- _THE TASK_:
Each entry needs to be reproduced exactly, with none left out.

[Saved data entries]
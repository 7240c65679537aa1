//! # Pad Camera Library
//!
//! Drive a 3D application's camera with a gamepad.
//!
//! This library samples a controller at a fixed rate, derives button-press
//! edges and deadzone-filtered stick axes, and maps them to camera-control
//! intents (dolly, pan, rotate, roll, camera cycling, focal-length profiles,
//! render) for a host consumer to apply.

pub mod backend;
pub mod config;
pub mod controller;
pub mod error;
pub mod host;
pub mod polling;
pub mod profile;
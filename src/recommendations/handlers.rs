use axum::{
    extract::{Path, State},
    Json,
};
use tracing::instrument;

use crate::error::ApiError;
use crate::judge::Ranking;
use crate::state::AppState;

use super::services;

/// GET /users/:email/recommendations
///
/// The candidate pool is every stored scan across all users; the ranking is
/// personalized to the profile in the path.
#[instrument(skip(state))]
pub async fn get_recommendations(
    State(state): State<AppState>,
    Path(email): Path<String>,
) -> Result<Json<Ranking>, ApiError> {
    let email = email.trim().to_lowercase();
    let pool = state.history.list_all().await?;
    let ranking = services::recommend(&state, &email, pool).await?;
    Ok(Json(ranking))
}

- _SOLUTION BELOW_:
repository 7240c65679537aa1
//! # Pad Camera Library
//!
//! Drive a 3D application's camera with a gamepad.
//!
//! This library samples a controller at a fixed rate, derives button-press
//! edges and deadzone-filtered stick axes, and maps them to camera-control
//! intents (dolly, pan, rotate, roll, camera cycling, focal-length profiles,
//! render) for a host consumer to apply.

pub mod backend;
pub mod config;
pub mod controller;
pub mod error;
pub mod host;
pub mod polling;
pub mod profile;
filename src/recommendations/handlers.rs
use axum::{
    extract::{Path, State},
    Json,
};
use tracing::instrument;

use crate::error::ApiError;
use crate::judge::Ranking;
use crate::state::AppState;

use super::services;

/// GET /users/:email/recommendations
///
/// The candidate pool is every stored scan across all users; the ranking is
/// personalized to the profile in the path.
#[instrument(skip(state))]
pub async fn get_recommendations(
    State(state): State<AppState>,
    Path(email): Path<String>,
) -> Result<Json<Ranking>, ApiError> {
    let email = email.trim().to_lowercase();
    let pool = state.history.list_all().await?;
    let ranking = services::recommend(&state, &email, pool).await?;
    Ok(Json(ranking))
}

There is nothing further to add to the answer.